2話 異世界に転生したようです
転生してから約三か月が経過した。
赤ちゃんというのは、ほんとうにやることがない。
ミルクを飲んで、寝て、起きて、また寝る。
おむつを替えられ、泣けば誰かが走ってくる。
あれ? これ、もしかして人生の完成形では?
病院で寝たきりだったころと比べると、
今は泣くだけで皆が僕を心配してくれる。
「ユウト、今日もかわいいね~!」
母エミリアが頬をすりすりしてくる。
いや、かわいいのは分かってるけど、そんなに連打しなくても。
父レオンは毎朝「男は泣くな!」とか言いながら、
僕が泣くと三秒でギブアップしてあやしにくる。
……すぐに手のひらを返すあたり、いい父親だと思う。
そして問題は、姉のリリア。
毎日テンションが高すぎる。
僕のベビーベッドを覗き込んで、目をキラキラさせてくる。
「ユウト、起きてー! ねぇ、寝てるの!? 動いてー!」
動いてあげたいけどまだちゃんと動けない。
リリアは僕の小さな手をつかんで、無理やりバンザイさせたり、
「ほら、笑って! 笑って!」と顔をつついてきたりする。
母は止めない。
「仲良しね~」と微笑んでいる。
微笑ましいけど、眠れないのでやめてほしい。
そんな生活を過ごしていたある日、姉のリリアが盛大に転んだ。
持っていたおもちゃは盛大に吹き飛び、結構痛そうだった。
「うぇ……うぇぇぇんっ!」
リリアの泣き声が部屋に響いた。
鼻をすする音と、しゃくりあげる呼吸。
「どうしたの?」
母のエミリアがリリアを心配してこっちに来た。
「あらあら、盛大に転んで、血も結構出てるじゃない。
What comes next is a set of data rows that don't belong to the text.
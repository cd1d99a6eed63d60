//! Cycle counter that paces actuator updates.

/// Counts control cycles between actuator updates.
///
/// A tick fires when the counter, checked before it is incremented, exceeds
/// `update_every`; the counter then restarts from zero. With `update_every = N`
/// the first tick happens on cycle `N + 2` and then every `N + 1` cycles.
#[derive(Debug, Clone, Copy, Default, PartialEq, Eq)]
pub struct Cadence {
    counter: u32,
}

impl Cadence {
    pub fn new() -> Self {
        Self::default()
    }

    /// Cycles counted since the last tick.
    pub fn counter(&self) -> u32 {
        self.counter
    }

    /// Account for one cycle; returns true when this cycle is a tick.
    pub fn poll(&mut self, update_every: u32) -> bool {
        let tick = self.counter > update_every;
        if tick {
            self.counter = 0;
        }
        self.counter = self.counter.saturating_add(1);
        tick
    }
}
//! Two-byte big-endian threshold codec over a byte store.
use eyre::WrapErr;
use fan_traits::PersistentStore;

use crate::error::{FanError, Result};
use crate::hw_error::{Origin, map_hw_error};

fn low_address(address: u16) -> Result<u16> {
    address.checked_add(1).ok_or_else(|| {
        eyre::Report::new(FanError::Store(format!(
            "threshold address {address} leaves no room for the low byte"
        )))
    })
}

/// Read the stored threshold (high byte at `address`, low byte at `address + 1`).
pub fn load_threshold<P: PersistentStore + ?Sized>(store: &mut P, address: u16) -> Result<u16> {
    let low_addr = low_address(address)?;
    let hi = store
        .read(address)
        .map_err(|e| eyre::Report::new(map_hw_error(&*e, Origin::Store)))
        .wrap_err("reading threshold high byte")?;
    let lo = store
        .read(low_addr)
        .map_err(|e| eyre::Report::new(map_hw_error(&*e, Origin::Store)))
        .wrap_err("reading threshold low byte")?;
    Ok(u16::from_be_bytes([hi, lo]))
}

/// Persist `value`, touching only bytes that changed.
///
/// Returns the number of physical byte writes (0..=2).
pub fn save_threshold<P: PersistentStore + ?Sized>(
    store: &mut P,
    address: u16,
    value: u16,
) -> Result<u8> {
    let low_addr = low_address(address)?;
    let [hi, lo] = value.to_be_bytes();
    let mut written = 0u8;
    for (addr, byte) in [(address, hi), (low_addr, lo)] {
        if store
            .update(addr, byte)
            .map_err(|e| eyre::Report::new(map_hw_error(&*e, Origin::Store)))
            .wrap_err_with(|| format!("writing threshold byte at {addr}"))?
        {
            written += 1;
        }
    }
    Ok(written)
}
」
エミリアはリリアの血が出た部分に手をかざした。
なにをするんだろう....。
「穏やかなる風よ、古の歌を奏でよ。癒しの旋律!」
緑の暖かい光があたり一面に広がった。
まるで春の風が目に見えるようで、柔らかく、優しい。
空気がふわりと揺れた瞬間、リリアのすり傷がすうっと閉じていく。
「……すごい」
僕は言葉にならない感嘆を心の中で呟いた。
これが、魔法!
ゲームや本の中の話じゃなかったんだ。
この世界では本当に“奇跡”が現実なんだ。
リリアは目をぱちぱちさせながら、手を見つめていた。
「いたくない……ママ、すごい!」
「ふふ、これくらい朝飯前よ」
エミリアは得意げに胸を張る。
母の掌からまだ微かに緑の光が残っていて、
僕はその光をぼんやりと見つめた。
――あの光、きっと僕もいつか使えるようになるんだろうか。
心の中に小さな憧れが灯った。
赤ん坊の手を握りながら、僕はこっそり思う。
いつか僕も、誰かを癒せるようになるのかな....。
もちろん、その直後にミルクの時間が来て、
その決意はあっさりミルクに流されたんだけど。